Last Action Hero is what Hollywood calls a “High Concept” movie, which means you take two movie titles and slap the word “Meets” in the middle. This time it’s Dirty Harry Meets Purple Rose of Cairo. A kid (the kid from My Girl 2 and Lawnmower Man 2) gets a magic movie ticket from the owner of an old movie house (the great Robert Prosky). While watching Arnold Schwarzenegger’s latest flick, Jack Slater IV, the kid winds up on screen in the middle of the movie. When the villain (Charles Dance from Alien 3) steals the movie ticket and goes into the “real” world, Slater and the kid have to stop him from killing the real Arnold Schwarzenegger.
Well, let’s first take a look at what doesn’t work. The big thing that really keeps Last Action Hero from being a blast is the tone. There’s a lot of goofy comedy in the flick that tries to parody action movies; which is fine. But there’s also a lot of dark stuff here that sticks out like a sore thumb (particularly the gratuitous death of Slater’s kid). And even when the flick leaves the “reel” world, there’s a lot of silly action movie stuff that feels inconsistent with the “real” world setting.
The movie is also maddeningly frustrating because it introduces some rather complex subject matter and then promptly drops it. Like when Slater discovers he's a fictional character and the death of his son was nothing more than a whim of a screenwriter. This could’ve been the set-up for a great emotional scene or a chance at some character development or SOMETHING, but then director John McTiernan just goes right along to the next action scene. And the climactic meeting between Slater and the “real” Schwarzenegger is a bit of a disappointment. (He snaps, “You’ve brought me nothing but pain!” and then runs off.)
Maybe McTiernan was the wrong choice to direct. He does a great job on the action side of things, but he kinda drops the ball on the more fantasy elements in the flick. Plus, he isn’t a very accomplished comedy director either.
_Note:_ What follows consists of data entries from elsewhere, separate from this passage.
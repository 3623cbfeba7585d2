//! Free-list heap grown one page at a time from the [`super::frame_allocator`].

use crate::config::{HEAP_MAX_SIZE, PAGE_SIZE};
use linked_list_allocator::LockedHeap;

#[global_allocator]
static ALLOCATOR: LockedHeap = LockedHeap::empty();

/// Bring the heap up with a single initial page; it grows on demand via
/// [`grow`] as allocations outrun the current free-list capacity.
pub fn init() {
    let frame = super::frame_allocator::allocate_frame().expect("no frames for initial heap page");
    unsafe {
        ALLOCATOR.lock().init(frame as *mut u8, PAGE_SIZE as usize);
    }
}

/// Extend the heap by one more page, up to [`HEAP_MAX_SIZE`].
///
/// Returns `false` if the heap is already at its cap or no frame is
/// available; the caller (the allocation-error handler) treats that as
/// out-of-memory.
pub fn grow() -> bool {
    if stats().size >= HEAP_MAX_SIZE {
        return false;
    }
    match super::frame_allocator::allocate_frame() {
        Some(frame) => {
            unsafe {
                ALLOCATOR.lock().extend(PAGE_SIZE as usize);
            }
            let _ = frame; // frame address is implicitly the next heap page in the identity map
            true
        }
        None => false,
    }
}

/// Heap usage statistics.
pub struct HeapStats {
    pub size: usize,
    pub used: usize,
    pub free: usize,
}

pub fn stats() -> HeapStats {
    let heap = ALLOCATOR.lock();
    HeapStats {
        size: heap.size(),
        used: heap.used(),
        free: heap.free(),
    }
}

#[alloc_error_handler]
fn alloc_error_handler(layout: core::alloc::Layout) -> ! {
    if grow() {
        // The allocator will be retried by the caller on most targets;
        // here there is no retry path, so this remains fatal for now.
    }
    panic!("allocation error: {:?}", layout)
}
//! Process table, PCB layout, and the voluntary context switch.

pub mod manager;
pub mod pcb;
pub mod switch;

pub use manager::ProcessManager;
pub use pcb::{ImageRegion, ImageSource, Pcb, ProcessState, SavedRegisters, IDLE_PID};
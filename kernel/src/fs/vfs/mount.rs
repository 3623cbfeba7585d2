//! Mount table: ordered `(prefix, filesystem_impl)` pairs searched
//! longest-prefix-first.

use super::ops::FileSystemOps;
use crate::error::{KernelError, KernelResult};
use alloc::boxed::Box;
use alloc::string::String;
use alloc::vec::Vec;

struct Mount {
    prefix: String,
    fs: Box<dyn FileSystemOps>,
}

#[derive(Default)]
pub struct MountTable {
    mounts: Vec<Mount>,
}

impl MountTable {
    pub fn new() -> Self {
        Self { mounts: Vec::new() }
    }

    pub fn mount(&mut self, prefix: &str, fs: Box<dyn FileSystemOps>) {
        self.mounts.retain(|m| m.prefix != prefix);
        self.mounts.push(Mount {
            prefix: String::from(prefix),
            fs,
        });
        // Longest prefix first so resolution doesn't need to scan further.
        self.mounts.sort_by(|a, b| b.prefix.len().cmp(&a.prefix.len()));
    }

    pub fn unmount(&mut self, prefix: &str) -> KernelResult<()> {
        let before = self.mounts.len();
        self.mounts.retain(|m| m.prefix != prefix);
        if self.mounts.len() == before {
            return Err(KernelError::NotFound);
        }
        Ok(())
    }

    /// Finds the mount whose prefix is the longest proper prefix of
    /// `path`, returning the mount's index and the remainder path.
    pub fn resolve<'a>(&self, path: &'a str) -> KernelResult<(usize, &'a str)> {
        for (idx, mount) in self.mounts.iter().enumerate() {
            if let Some(rest) = path.strip_prefix(mount.prefix.as_str()) {
                if mount.prefix == "/" || rest.is_empty() || rest.starts_with('/') {
                    let rest = rest.trim_start_matches('/');
                    return Ok((idx, rest));
                }
            }
        }
        Err(KernelError::NotFound)
    }

    pub fn fs_mut(&mut self, idx: usize) -> KernelResult<&mut (dyn FileSystemOps + '_)> {
        match self.mounts.get_mut(idx) {
            Some(m) => Ok(&mut *m.fs),
            None => Err(KernelError::NotFound),
        }
    }

    pub fn flush_all(&mut self) {
        for mount in self.mounts.iter_mut() {
            mount.fs.flush();
        }
    }
}

#[cfg(test)]
mod tests {
    use super::*;
    use crate::block::{BlockDevice, RamDisk};
    use crate::fs::fat16::Fat16;
    use crate::fs::vfs::fat16_adapter::Fat16Fs;
    use crate::config::SECTOR_SIZE;

    fn make_fs() -> Box<dyn FileSystemOps> {
        let mut disk = RamDisk::new(16 * 1024 * 1024 / SECTOR_SIZE as u32);
        let mut sector0 = [0u8; SECTOR_SIZE];
        sector0[446 + 4] = 0x06;
        sector0[0x0B..0x0D].copy_from_slice(&512u16.to_le_bytes());
        sector0[0x0D] = 1;
        sector0[0x0E..0x10].copy_from_slice(&1u16.to_le_bytes());
        sector0[0x10] = 2;
        sector0[0x11..0x13].copy_from_slice(&512u16.to_le_bytes());
        sector0[0x13..0x15].copy_from_slice(&((16 * 1024 * 1024 / SECTOR_SIZE as u32) as u16).to_le_bytes());
        sector0[0x16..0x18].copy_from_slice(&32u16.to_le_bytes());
        sector0[510] = 0x55;
        sector0[511] = 0xAA;
        disk.write(0, 1, &sector0).unwrap();
        Box::new(Fat16Fs::new(Fat16::mount(disk).unwrap()))
    }

    #[test_case]
    fn longest_prefix_wins() {
        let mut table = MountTable::new();
        table.mount("/", make_fs());
        table.mount("/data", make_fs());
        let (idx, rest) = table.resolve("/data/x.txt").unwrap();
        assert_eq!(rest, "x.txt");
        let (root_idx, _) = table.resolve("/other.txt").unwrap();
        assert_ne!(idx, root_idx);
    }
}
//! Shared error taxonomy used by every layer in the core.

use core::fmt;

/// The small, closed set of error kinds every layer reports through.
///
/// Negative integer codes derived from this enum are what crosses the
/// loaded-program ABI boundary (see [`crate::syscall::table`]); within
/// the kernel crate itself the enum is passed directly.
#[derive(Debug, Clone, Copy, PartialEq, Eq)]
pub enum KernelError {
    /// Named object does not exist (missing file, free pid, unknown mount).
    NotFound,
    /// Caller-supplied input is malformed (bad magic, bad header, misaligned free).
    Invalid,
    /// Capacity exhausted (full FAT, full directory, full process table, OOM).
    NoSpace,
    /// Backing device failed (sector read/write error, writeback failure).
    Io,
    /// Resource temporarily unavailable (all file handles in use).
    Busy,
    /// Request outside current implementation (names >8.3, nested subdirs).
    Unsupported,
}

impl KernelError {
    /// Negative error code used at the syscall-table ABI boundary.
    pub fn code(self) -> i32 {
        -(match self {
            KernelError::NotFound => 1,
            KernelError::Invalid => 2,
            KernelError::NoSpace => 3,
            KernelError::Io => 4,
            KernelError::Busy => 5,
            KernelError::Unsupported => 6,
        })
    }
}

impl fmt::Display for KernelError {
    fn fmt(&self, f: &mut fmt::Formatter<'_>) -> fmt::Result {
        let s = match self {
            KernelError::NotFound => "not found",
            KernelError::Invalid => "invalid argument",
            KernelError::NoSpace => "no space",
            KernelError::Io => "i/o error",
            KernelError::Busy => "busy",
            KernelError::Unsupported => "unsupported",
        };
        f.write_str(s)
    }
}

/// Result alias used throughout the core.
pub type KernelResult<T> = Result<T, KernelError>;
#![no_std]
#![no_main]

//! Freestanding entry point. Boot handoff (multiboot/bootloader protocol,
//! GDT/IDT setup, PIT programming) is external-collaborator territory
//! this crate does not implement — see SPEC_FULL.md and spec.md's
//! explicit Non-goals. This binary assumes it is entered with a flat,
//! already-identity-mapped 32-bit address space and interrupts disabled.

extern crate alloc;

use kernel::block::{BlockDevice, RamDisk};
use kernel::config::SECTOR_SIZE;
use kernel::fs::fat16::Fat16;
use kernel::fs::vfs::Fat16Fs;
use kernel::kernel::Kernel;

#[no_mangle]
pub extern "C" fn _start() -> ! {
    kernel::memory::init();
    kernel::serial::init();
    kernel::serial::install_logger();

    log::info!("booting");

    let mut k = Kernel::new();
    mount_root(&mut k);

    let init_pid = k.process.register_current("init").expect("process table has room for pid 2 at boot");
    log::info!("pid {init_pid} (init) registered, entering dispatch loop");
    loop {
        k.process.yield_point();
        kernel::hlt_loop_once();
    }
}

/// Formats a fresh in-memory FAT16 root volume and mounts it at `/`. A
/// real boot would instead hand a [`kernel::block::BlockDevice`]
/// implementation over the actual disk controller (out of scope here);
/// [`RamDisk`] plays that role until one exists.
fn mount_root(k: &mut Kernel) {
    let sectors = 16 * 1024 * 1024 / SECTOR_SIZE as u32;
    let mut disk = RamDisk::new(sectors);
    let mut sector0 = [0u8; SECTOR_SIZE];
    sector0[446 + 4] = 0x06;
    sector0[0x0B..0x0D].copy_from_slice(&(SECTOR_SIZE as u16).to_le_bytes());
    sector0[0x0D] = 1;
    sector0[0x0E..0x10].copy_from_slice(&1u16.to_le_bytes());
    sector0[0x10] = 2;
    sector0[0x11..0x13].copy_from_slice(&512u16.to_le_bytes());
    sector0[0x13..0x15].copy_from_slice(&(sectors as u16).to_le_bytes());
    sector0[0x16..0x18].copy_from_slice(&32u16.to_le_bytes());
    sector0[510] = 0x55;
    sector0[511] = 0xAA;
    if disk.write(0, 1, &sector0).is_err() {
        log::error!("failed to format ram disk");
        return;
    }

    match Fat16::mount(disk) {
        Ok(fs) => k.vfs.mount("/", alloc::boxed::Box::new(Fat16Fs::new(fs))),
        Err(e) => log::error!("failed to mount root filesystem: {e}"),
    }
}

#[panic_handler]
fn panic(info: &core::panic::PanicInfo) -> ! {
    kernel::serial::emergency_print("panic: ");
    let msg = alloc::format!("{info}\n");
    kernel::serial::emergency_print(&msg);
    kernel::hlt_loop();
}
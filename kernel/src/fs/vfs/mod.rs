//! Vfs: mount table of path prefixes to filesystem implementations.

mod fat16_adapter;
mod mount;
mod ops;

pub use fat16_adapter::Fat16Fs;
pub use mount::MountTable;
pub use ops::{DirListing, FileSystemOps};

use crate::config::MAX_FILE_HANDLES;
use crate::error::{KernelError, KernelResult};
use alloc::boxed::Box;
use alloc::string::String;
use alloc::vec::Vec;

const MAX_FDS: usize = MAX_FILE_HANDLES * 2;

/// fds 0/1/2 are reserved for stdin/stdout/stderr and never handed out
/// by `open` — they're wired to an actual terminal stream by the
/// external collaborator that owns the console.
const STDIO_FDS: usize = 3;

#[derive(Clone, Copy)]
struct FdEntry {
    mount: usize,
    inner_handle: usize,
    position: u32,
}

#[derive(Clone, Copy)]
enum FdSlot {
    Terminal,
    Open(FdEntry),
}

/// Mount table plus a single global file descriptor table — "a
/// process-scoped (or, in this simplified core, a single global) small
/// array" per spec.
pub struct Vfs {
    mounts: MountTable,
    cwd: String,
    fds: [Option<FdSlot>; MAX_FDS],
}

impl Vfs {
    pub fn new() -> Self {
        const NONE: Option<FdSlot> = None;
        let mut fds = [NONE; MAX_FDS];
        for slot in fds.iter_mut().take(STDIO_FDS) {
            *slot = Some(FdSlot::Terminal);
        }
        Self {
            mounts: MountTable::new(),
            cwd: String::from("/"),
            fds,
        }
    }

    pub fn mount(&mut self, prefix: &str, fs: Box<dyn FileSystemOps>) {
        self.mounts.mount(prefix, fs);
    }

    pub fn unmount(&mut self, prefix: &str) -> KernelResult<()> {
        self.mounts.unmount(prefix)
    }

    pub fn set_cwd(&mut self, cwd: &str) {
        self.cwd = String::from(cwd);
    }

    /// Resolves a path (absolute, or relative to the stored cwd) against
    /// the mount table.
    fn resolve<'a>(&self, path: &'a str) -> KernelResult<(usize, String)> {
        let absolute;
        let full_path: &str = if path.starts_with('/') {
            path
        } else {
            absolute = alloc::format!("{}/{}", self.cwd.trim_end_matches('/'), path);
            &absolute
        };
        let (idx, rest) = self.mounts.resolve(full_path)?;
        Ok((idx, String::from(rest)))
    }

    pub fn open(&mut self, path: &str) -> KernelResult<usize> {
        let (mount, rest) = self.resolve(path)?;
        let inner_handle = self.mounts.fs_mut(mount)?.open(&rest)?;
        let slot = self.fds[STDIO_FDS..]
            .iter()
            .position(|f| f.is_none())
            .map(|i| i + STDIO_FDS)
            .ok_or(KernelError::Busy)?;
        self.fds[slot] = Some(FdSlot::Open(FdEntry {
            mount,
            inner_handle,
            position: 0,
        }));
        Ok(slot)
    }

    fn fd(&self, fd: usize) -> KernelResult<FdEntry> {
        match self.fds.get(fd).and_then(|f| *f) {
            Some(FdSlot::Open(entry)) => Ok(entry),
            _ => Err(KernelError::Invalid),
        }
    }

    fn fd_entry_mut(&mut self, fd: usize) -> Option<&mut FdEntry> {
        match self.fds.get_mut(fd)?.as_mut()? {
            FdSlot::Open(entry) => Some(entry),
            FdSlot::Terminal => None,
        }
    }

    pub fn close(&mut self, fd: usize) -> KernelResult<()> {
        let entry = self.fd(fd)?;
        self.mounts.fs_mut(entry.mount)?.close(entry.inner_handle)?;
        self.fds[fd] = None;
        Ok(())
    }

    pub fn read(&mut self, fd: usize, buf: &mut [u8]) -> KernelResult<usize> {
        let entry = self.fd(fd)?;
        let n = self.mounts.fs_mut(entry.mount)?.read(entry.inner_handle, buf)?;
        if let Some(entry) = self.fd_entry_mut(fd) {
            entry.position += n as u32;
        }
        Ok(n)
    }

    pub fn write(&mut self, fd: usize, buf: &[u8]) -> KernelResult<usize> {
        let entry = self.fd(fd)?;
        let n = self.mounts.fs_mut(entry.mount)?.write(entry.inner_handle, buf)?;
        if let Some(entry) = self.fd_entry_mut(fd) {
            entry.position += n as u32;
        }
        Ok(n)
    }

    pub fn seek(&mut self, fd: usize, pos: u32) -> KernelResult<u32> {
        let entry = self.fd(fd)?;
        let new_pos = self.mounts.fs_mut(entry.mount)?.seek(entry.inner_handle, pos)?;
        if let Some(entry) = self.fd_entry_mut(fd) {
            entry.position = new_pos;
        }
        Ok(new_pos)
    }

    pub fn stat(&mut self, path: &str) -> KernelResult<(u32, u8)> {
        let (mount, rest) = self.resolve(path)?;
        self.mounts.fs_mut(mount)?.stat(&rest)
    }

    pub fn readdir(&mut self, path: &str) -> KernelResult<Vec<DirListing>> {
        let (mount, rest) = self.resolve(path)?;
        self.mounts.fs_mut(mount)?.readdir(&rest)
    }

    pub fn mkdir(&mut self, path: &str) -> KernelResult<()> {
        let (mount, rest) = self.resolve(path)?;
        self.mounts.fs_mut(mount)?.mkdir(&rest)
    }

    pub fn unlink(&mut self, path: &str) -> KernelResult<()> {
        let (mount, rest) = self.resolve(path)?;
        self.mounts.fs_mut(mount)?.unlink(&rest)
    }

    pub fn rename(&mut self, from: &str, to: &str) -> KernelResult<()> {
        let (mount_from, rest_from) = self.resolve(from)?;
        let (mount_to, rest_to) = self.resolve(to)?;
        if mount_from != mount_to {
            return Err(KernelError::Unsupported);
        }
        self.mounts.fs_mut(mount_from)?.rename(&rest_from, &rest_to)
    }

    pub fn copy_file(&mut self, from: &str, to: &str) -> KernelResult<()> {
        let (mount_from, rest_from) = self.resolve(from)?;
        let (mount_to, rest_to) = self.resolve(to)?;
        if mount_from != mount_to {
            let data = self.mounts.fs_mut(mount_from)?.read_all(&rest_from)?;
            return self.mounts.fs_mut(mount_to)?.write_all(&rest_to, &data);
        }
        self.mounts.fs_mut(mount_from)?.copy_file(&rest_from, &rest_to)
    }

    pub fn read_all(&mut self, path: &str) -> KernelResult<Vec<u8>> {
        let (mount, rest) = self.resolve(path)?;
        self.mounts.fs_mut(mount)?.read_all(&rest)
    }

    pub fn write_all(&mut self, path: &str, data: &[u8]) -> KernelResult<()> {
        let (mount, rest) = self.resolve(path)?;
        self.mounts.fs_mut(mount)?.write_all(&rest, data)
    }

    pub fn read_text(&mut self, path: &str) -> KernelResult<String> {
        let (mount, rest) = self.resolve(path)?;
        self.mounts.fs_mut(mount)?.read_text(&rest)
    }

    pub fn write_text(&mut self, path: &str, text: &str) -> KernelResult<()> {
        let (mount, rest) = self.resolve(path)?;
        self.mounts.fs_mut(mount)?.write_text(&rest, text)
    }

    /// Flushes every mounted filesystem's dirty cache entries. Called
    /// from [`crate::kernel::Kernel::timer_tick`] every
    /// [`crate::config::FLUSH_INTERVAL_TICKS`] ticks.
    pub fn periodic_flush(&mut self) {
        self.mounts.flush_all();
    }
}

impl Default for Vfs {
    fn default() -> Self {
        Self::new()
    }
}

#[cfg(test)]
mod tests {
    use super::*;
    use crate::block::{BlockDevice, RamDisk};
    use crate::config::SECTOR_SIZE;
    use crate::fs::fat16::Fat16;

    fn make_fs() -> Box<dyn FileSystemOps> {
        let mut disk = RamDisk::new(16 * 1024 * 1024 / SECTOR_SIZE as u32);
        let mut sector0 = [0u8; SECTOR_SIZE];
        sector0[446 + 4] = 0x06;
        sector0[0x0B..0x0D].copy_from_slice(&512u16.to_le_bytes());
        sector0[0x0D] = 1;
        sector0[0x0E..0x10].copy_from_slice(&1u16.to_le_bytes());
        sector0[0x10] = 2;
        sector0[0x11..0x13].copy_from_slice(&512u16.to_le_bytes());
        sector0[0x13..0x15].copy_from_slice(&((16 * 1024 * 1024 / SECTOR_SIZE as u32) as u16).to_le_bytes());
        sector0[0x16..0x18].copy_from_slice(&32u16.to_le_bytes());
        sector0[510] = 0x55;
        sector0[511] = 0xAA;
        disk.write(0, 1, &sector0).unwrap();
        Box::new(Fat16Fs::new(Fat16::mount(disk).unwrap()))
    }

    #[test_case]
    fn write_then_read_through_mount() {
        let mut vfs = Vfs::new();
        vfs.mount("/", make_fs());
        vfs.write_all("/hello.txt", b"hi").unwrap();
        let data = vfs.read_all("/hello.txt").unwrap();
        assert_eq!(data, b"hi");
    }

    #[test_case]
    fn open_skips_reserved_stdio_fds() {
        let mut vfs = Vfs::new();
        vfs.mount("/", make_fs());
        vfs.write_all("/f.txt", b"x").unwrap();
        let fd = vfs.open("/f.txt").unwrap();
        assert_eq!(fd, STDIO_FDS);
        assert_eq!(vfs.read(0, &mut [0u8; 1]).unwrap_err(), KernelError::Invalid);
    }

    #[test_case]
    fn open_write_close_flushes_staged_data() {
        let mut vfs = Vfs::new();
        vfs.mount("/", make_fs());
        vfs.write_all("/f.txt", b"seed").unwrap();
        let fd = vfs.open("/f.txt").unwrap();
        vfs.write(fd, b"more").unwrap();
        vfs.close(fd).unwrap();
        let data = vfs.read_all("/f.txt").unwrap();
        assert_eq!(data, b"more");
    }
}
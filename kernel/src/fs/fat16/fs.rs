//! FAT16 filesystem operations: mount, cluster chains, file and
//! directory manipulation.

use super::boot_sector::{find_fat16_partition, BiosParameterBlock, Fat16Layout};
use super::dir_entry::{
    from_83, to_83, DirEntry, ATTR_ARCHIVE, ATTR_DIRECTORY, ENTRY_SIZE,
};
use crate::block::{BlockCache, BlockDevice};
use crate::config::{MAX_FILE_HANDLES, SECTOR_SIZE};
use crate::error::{KernelError, KernelResult};
use alloc::vec;
use alloc::vec::Vec;

const FREE_CLUSTER_SENTINEL: u16 = 0x0000;
const BAD_CLUSTER: u16 = 0xFFF7;
const EOC: u16 = 0xFFFF;
const EOC_THRESHOLD: u16 = 0xFFF8;

fn is_free(entry: u16) -> bool {
    entry < 0x0002
}

fn is_eoc(entry: u16) -> bool {
    entry >= EOC_THRESHOLD
}

/// An open file handle. `first_cluster == 0` denotes an empty file.
#[derive(Debug, Clone, Copy)]
pub struct FileHandle {
    pub first_cluster: u16,
    pub file_size: u32,
    pub position: u32,
    pub is_open: bool,
    /// Directory location of the owning entry, needed by future writers;
    /// root entries use `dir_first_cluster = 0`.
    dir_first_cluster: u16,
    entry_lba: u32,
    entry_offset: usize,
}

enum DirLocation {
    Root,
    Sub(u16),
}

/// Visitor callback signature for directory enumeration.
pub type DirVisitor<'a> = dyn FnMut(&str, u32, u8) + 'a;

pub struct Fat16<D: BlockDevice> {
    cache: BlockCache<D>,
    layout: Fat16Layout,
    handles: [Option<FileHandle>; MAX_FILE_HANDLES],
}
Despite Last Action Hero’s many flaws, I still maintain that it’s better than Twins or Junior. The first half is fun and some of the action is pretty cool (I dug the bit with the exploding ice cream truck). And there were a couple of jabs at the nature of sequels that were inspired. (For example, in Jack Slater IV, Jack is avenging the death of his favorite second cousin because he’s running out of dead family members to avenge.) And because The Player did the celebrity cameo bit so well the year before, this has a bunch of cameos too. Here’s a short list: Tina Turner, Anthony Quinn, Art Carney, Sharon Stone, Robert Patrick, the voice of Danny DeVito, Angie Everhart, Maria Shriver, Little Richard, Jim Belushi, Chevy Chase, Damon Wayans, Jean Claude Van Damme, and even MC HAMMER! Heck, they even got Humphrey Bogart in this flick; which means Last Action Hero did the whole mingling with dead people via computer generated trickery one whole year before Forrest Gump.
If anything, Last Action Hero is worth it just for the scene where the kid imagines Schwarzenegger starring as Hamlet. “To be or not to be… Not to be!” That shit is priceless.
The flick also features AC/DC’s criminally underrated “Big Gun” too; so it can’t be all that bad.